Task item:
Among the records, which lines include "rows"? List them.

Provided data:
--
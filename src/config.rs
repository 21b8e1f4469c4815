use crate::coordinate::Coordinate;
use anyhow::{bail, Result};
use clap::Parser;
use std::time::Duration;

/// Layouts tried by `--require-path` before giving up on a reachable goal.
pub const MAX_LAYOUT_ATTEMPTS: usize = 1_000;

/// Slowest accepted replay speed, one step per minute.
pub const MAX_TICK_MS: u64 = 60_000;

/// Robot navigating a grid of random obstacles with A*.
#[derive(Parser, Debug, Clone)]
#[command(author, version, about, long_about = None)]
pub struct Config {
    #[arg(long, default_value_t = 20)]
    pub rows: usize,

    #[arg(long, default_value_t = 20)]
    pub cols: usize,

    /// Number of random obstacle placement attempts
    #[arg(long, default_value_t = 100)]
    pub obstacles: usize,

    /// Seed for a reproducible obstacle layout
    #[arg(long)]
    pub seed: Option<u64>,

    /// Milliseconds between replay steps
    #[arg(long, default_value_t = 200)]
    pub tick_ms: u64,

    /// Start cell as ROW,COL (default: top-left corner)
    #[arg(long, value_parser = parse_coordinate)]
    pub start: Option<Coordinate>,

    /// Goal cell as ROW,COL (default: bottom-right corner)
    #[arg(long, value_parser = parse_coordinate)]
    pub goal: Option<Coordinate>,

    /// Regenerate the layout until the goal is reachable
    #[arg(long, default_value_t = false)]
    pub require_path: bool,

    /// Print the solved map once instead of animating it
    #[arg(long, default_value_t = false)]
    pub no_animation: bool,
}

impl Config {
    pub fn start(&self) -> Coordinate {
        self.start.unwrap_or_default()
    }

    pub fn goal(&self) -> Coordinate {
        self.goal.unwrap_or(Coordinate::new(
            self.rows.saturating_sub(1),
            self.cols.saturating_sub(1),
        ))
    }

    pub fn tick(&self) -> Duration {
        Duration::from_millis(self.tick_ms)
    }

    pub fn validate(&self) -> Result<()> {
        if self.rows == 0 || self.cols == 0 {
            bail!("grid must have at least one row and one column");
        }
        if self.tick_ms == 0 || self.tick_ms > MAX_TICK_MS {
            bail!("--tick-ms must be between 1 and {MAX_TICK_MS}");
        }
        for (name, p) in [("start", self.start()), ("goal", self.goal())] {
            if p.row >= self.rows || p.col >= self.cols {
                bail!("{name} {p} is outside the {}x{} grid", self.rows, self.cols);
            }
        }
        Ok(())
    }
}

fn parse_coordinate(s: &str) -> std::result::Result<Coordinate, String> {
    let (row, col) = s
        .split_once(',')
        .ok_or_else(|| format!("expected ROW,COL, got {s:?}"))?;
    let parse = |v: &str| {
        v.trim()
            .parse::<usize>()
            .map_err(|e| format!("invalid index {v:?}: {e}"))
    };
    Ok(Coordinate::new(parse(row)?, parse(col)?))
}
--
Output for this exercise:
    pub rows: usize,
            self.rows.saturating_sub(1),
        if self.rows == 0 || self.cols == 0 {
            if p.row >= self.rows || p.col >= self.cols {
                bail!("{name} {p} is outside the {}x{} grid", self.rows, self.cols);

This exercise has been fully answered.